La rupture politique au sein des radicaux se traduit, en mai 1904, par la présence de deux listes lors des élections municipales de mai 1904, celle officielle du maire, le Dr Sallefranque et celle de Casiez, baptisée Union républicaine. La gauche est également divisée, entre le Parti socialiste français et le Parti socialiste de France (le regroupement aura lieu l’année suivante en 1905), tandis que la droite aligne une liste dirigée par l’ancien maire, Maxant, avec l’appui du Parti républicain libéral.
Les radicaux arrivent en tête, devant les libéraux et les colistiers de Casiez, qui a emmené à sa suite quatre autres conseillers municipaux ainsi que le docteur Henri Chassaing (1855-1908), qui a été conseiller de Paris (1889-1902) et député de la Seine (1884-1890). La liste de Sallefranque décide de s’unir au Parti socialiste français (PSF) et entame des négociations avec l’Union républicaine. Celles-ci achoppent sur l’exclusive concernant René Bounet, adjoint au maire sortant et tête de liste du PSF, « qui a été néfaste aux intérêts communaux », selon Casiez. Les radicaux refusent de faire alliance avec eux. Au second tour, en l’absence de candidats de l’Union républicaine, radicaux et socialistes l’emportent face aux libéraux et Sallefranque est réélu.
Absent de l’assemblée locale, Alexandre Casiez continue cependant de peser sur la vie locale du fait de son titre de directeur de L’Union socialiste, dont l’éditorialiste est le poète lyrique Léon Stensmaght, également orfèvre. Il montre l’étendue de son influence en juillet 1905, lorsque le ministre des colonies Étienne Clémentel le distingue au cours du banquet du Syndicat de la presse républicaine périodique. Le dirigeant dudit syndicat, Monvoisin, témoigne : c’est un « militant républicain sincère et convaincu qui tout en défendant de son mieux, dans le modeste organe qu’il dirige, la République et ceux qui la servent ; qui tout en bataillant avec passion pour ses idées, donna ce bel exemple de ne jamais se souvenir du nom de ses adversaires. »
Décidément habitué des tribunaux, Alexandre Casiez aura comparu devant le conseil de guerre à Versailles en 1872 pour son rôle militaire pendant la Commune de Paris, le tribunal civil de la Seine en 1881 et 1884 pour la séparation de son couple, le conseil d’État au sujet de son élection municipale en juillet 1890 puis la cour d’assises de la Seine en juillet 1903 pour des accusations de diffamation. Il aura aussi fait appel aux juridictions pour se défendre, comme le tribunal correctionnel de la Seine en janvier 1876 à propos de la protection de ses modèles de bijoux (sans succès), et une nouvelle fois, pour injures publiées dans un journal de Saint-Maur en 1904 (avec réussite cette fois). Les deux décisions de 1876 et 1884 auront un effet jurisprudentiel significatif.
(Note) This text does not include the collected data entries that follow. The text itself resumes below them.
/// Core error type for the bot.
///
/// Adapter crates map their specific errors into this type so the command
/// layer can turn any failure into plain reply text.
#[derive(Debug, thiserror::Error)]
pub enum Error {
    #[error("submission is missing the !text or !source section")]
    MalformedSubmission,

    #[error("a quote with the same text already exists")]
    DuplicateQuote,

    #[error("no submission to retract")]
    NothingToRetract,

    #[error("remote quote unavailable: {0}")]
    RemoteUnavailable(String),

    #[error("storage error: {0}")]
    Storage(String),

    #[error("config error: {0}")]
    Config(String),

    #[error("external error: {0}")]
    External(String),
}

impl Error {
    /// Reply text shown to the user for this failure; `command` is the
    /// configured slash command the format help points at.
    pub fn user_message(&self, command: &str) -> String {
        match self {
            Error::MalformedSubmission => format!(
                "Submission format:\n{}",
                crate::formatting::submission_format(command)
            ),
            Error::DuplicateQuote => "Submission failed: the same quote already exists~".to_string(),
            Error::NothingToRetract => {
                "Retract failed: there is no submission of yours to retract".to_string()
            }
            _ => "Something went wrong, please try again later".to_string(),
        }
    }
}

pub type Result<T> = std::result::Result<T, Error>;

#[cfg(test)]
mod tests {
    use super::*;

    #[test]
    fn malformed_message_carries_format_help() {
        let msg = Error::MalformedSubmission.user_message("luck");
        assert!(msg.contains("/luck submit"));
        assert!(msg.contains("!text"));
        assert!(msg.contains("!source"));
    }

    #[test]
    fn internal_errors_stay_generic() {
        let msg = Error::Storage("disk I/O error at /var/lib/x".to_string()).user_message("jrrp");
        assert!(!msg.contains("/var/lib"));
    }
}
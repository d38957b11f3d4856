/// Chat id on the host platform (numeric).
#[derive(Clone, Copy, Debug, PartialEq, Eq, Hash)]
pub struct ChatId(pub i64);

/// Message id on the host platform (numeric).
#[derive(Clone, Copy, Debug, PartialEq, Eq, Hash)]
pub struct MessageId(pub i32);

/// A stable reference to a sent or received message.
#[derive(Clone, Copy, Debug, PartialEq, Eq, Hash)]
pub struct MessageRef {
    pub chat_id: ChatId,
    pub message_id: MessageId,
}

/// Who invoked a command, as seen by the luck engine and the quote board.
///
/// `platform` keeps users of different hosts apart: the same numeric id on
/// two platforms must not share a daily score.
#[derive(Clone, Debug, PartialEq, Eq, Hash)]
pub struct Invoker {
    pub platform: String,
    pub user_id: String,
}

impl Invoker {
    pub fn new(platform: impl Into<String>, user_id: impl Into<String>) -> Self {
        Self {
            platform: platform.into(),
            user_id: user_id.into(),
        }
    }
}
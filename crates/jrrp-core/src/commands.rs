//! Command text -> action.

const ROOT_ALIAS: &str = "今日人品";

#[derive(Clone, Debug, PartialEq, Eq)]
pub enum Action {
    ShowLuck,
    Submit(String),
    Retract,
    Help,
}

/// Parse `/jrrp[@bot] [sub-command] [args]` (or the `今日人品` alias).
///
/// Returns `None` when the text is not addressed to this plugin. For `submit`,
/// everything after the sub-command word is kept verbatim, newlines included.
pub fn parse_command(text: &str, command: &str) -> Option<Action> {
    let text = text.trim_start();
    let (head, rest) = split_word(text);

    if !is_root(head, command) {
        return None;
    }

    let (sub, args) = split_word(rest.trim_start());
    let action = match sub.to_lowercase().as_str() {
        "" => Action::ShowLuck,
        "submit" | "投稿" => Action::Submit(args.to_string()),
        "retract" | "撤回投稿" => Action::Retract,
        "help" | "帮助" => Action::Help,
        _ => Action::Help,
    };
    Some(action)
}

fn is_root(head: &str, command: &str) -> bool {
    if head == ROOT_ALIAS {
        return true;
    }
    let Some(slash) = head.strip_prefix('/') else {
        return false;
    };
    // Telegram may send `/cmd@botname`.
    let name = slash.split('@').next().unwrap_or("");
    name.eq_ignore_ascii_case(command)
}

fn split_word(s: &str) -> (&str, &str) {
    match s.find(char::is_whitespace) {
        Some(idx) => (&s[..idx], &s[idx..]),
        None => (s, ""),
    }
}

#[cfg(test)]
mod tests {
    use super::*;

    #[test]
    fn bare_command_shows_luck() {
        assert_eq!(parse_command("/jrrp", "jrrp"), Some(Action::ShowLuck));
        assert_eq!(parse_command("/JRRP@my_bot  ", "jrrp"), Some(Action::ShowLuck));
        assert_eq!(parse_command("今日人品", "jrrp"), Some(Action::ShowLuck));
    }

    #[test]
    fn sub_commands_and_aliases() {
        assert_eq!(parse_command("/jrrp retract", "jrrp"), Some(Action::Retract));
        assert_eq!(parse_command("今日人品 撤回投稿", "jrrp"), Some(Action::Retract));
        assert_eq!(parse_command("/jrrp help", "jrrp"), Some(Action::Help));
        assert_eq!(parse_command("今日人品 帮助", "jrrp"), Some(Action::Help));
        assert_eq!(parse_command("/jrrp whatever", "jrrp"), Some(Action::Help));
    }

    #[test]
    fn submit_keeps_the_multiline_body() {
        let text = "/jrrp submit\n!text\nhello\n!source\nme";
        assert_eq!(
            parse_command(text, "jrrp"),
            Some(Action::Submit("\n!text\nhello\n!source\nme".to_string()))
        );
        assert_eq!(
            parse_command("今日人品 投稿", "jrrp"),
            Some(Action::Submit(String::new()))
        );
    }

    #[test]
    fn sub_command_may_follow_a_newline() {
        assert_eq!(parse_command("/jrrp\nhelp", "jrrp"), Some(Action::Help));
    }

    #[test]
    fn other_text_is_ignored() {
        assert_eq!(parse_command("hello", "jrrp"), None);
        assert_eq!(parse_command("/start", "jrrp"), None);
        assert_eq!(parse_command("/jrrpx", "jrrp"), None);
        assert_eq!(parse_command("", "jrrp"), None);
    }

    #[test]
    fn custom_command_name() {
        assert_eq!(parse_command("/luck", "luck"), Some(Action::ShowLuck));
        assert_eq!(parse_command("/jrrp", "luck"), None);
    }
}
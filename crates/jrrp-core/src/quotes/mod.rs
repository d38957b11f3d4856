//! Community quote board: submission parsing, the board operations and an
//! in-memory store.

pub mod board;
pub mod memory;
pub mod submission;
pub mod types;

pub use board::QuoteBoard;
pub use types::{DisplayQuote, QuoteOrigin, QuoteRecord};
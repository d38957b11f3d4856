use std::sync::Arc;

use jrrp_core::{
    config::Config, ports::RemoteQuoteSource, quotes::QuoteBoard, service::JrrpService,
};
use jrrp_hitokoto::HitokotoClient;
use jrrp_sqlite::SqliteQuoteStore;

#[tokio::main]
async fn main() -> Result<(), jrrp_core::Error> {
    jrrp_core::logging::init("jrrp")?;

    let cfg = Arc::new(Config::load()?);

    let store = Arc::new(SqliteQuoteStore::open(&cfg.db_path)?);
    tracing::info!(path = %cfg.db_path.display(), "quote store opened");

    let mut board = QuoteBoard::new(store);
    if cfg.hitokoto_enabled {
        let remote: Arc<dyn RemoteQuoteSource> =
            Arc::new(HitokotoClient::new(cfg.hitokoto_url.clone(), cfg.remote_timeout)?);
        board = board.with_remote(remote, cfg.remote_timeout);
    }

    let service = Arc::new(JrrpService::new(board, cfg.command_name.clone()));

    jrrp_telegram::router::run_polling(cfg, service)
        .await
        .map_err(|e| jrrp_core::Error::External(format!("telegram bot failed: {e}")))?;

    Ok(())
}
Alexandre Casiez meurt le 14 juillet 1906 à Saint-Maur-des-Fossés, dans son domicile de la rue Caffin. Il était toujours agent d’assurances et âgé de 70 ans. Son décès est déclaré par deux de ses neveux. Il était père de neuf enfants, huit de son mariage avec Louise Vernet et un de son compagnonnage avec Eugénie Clairiot. Cette dernière adoptera le nom d’usage de Casiez, bien qu’ils n’aient pas été mariés.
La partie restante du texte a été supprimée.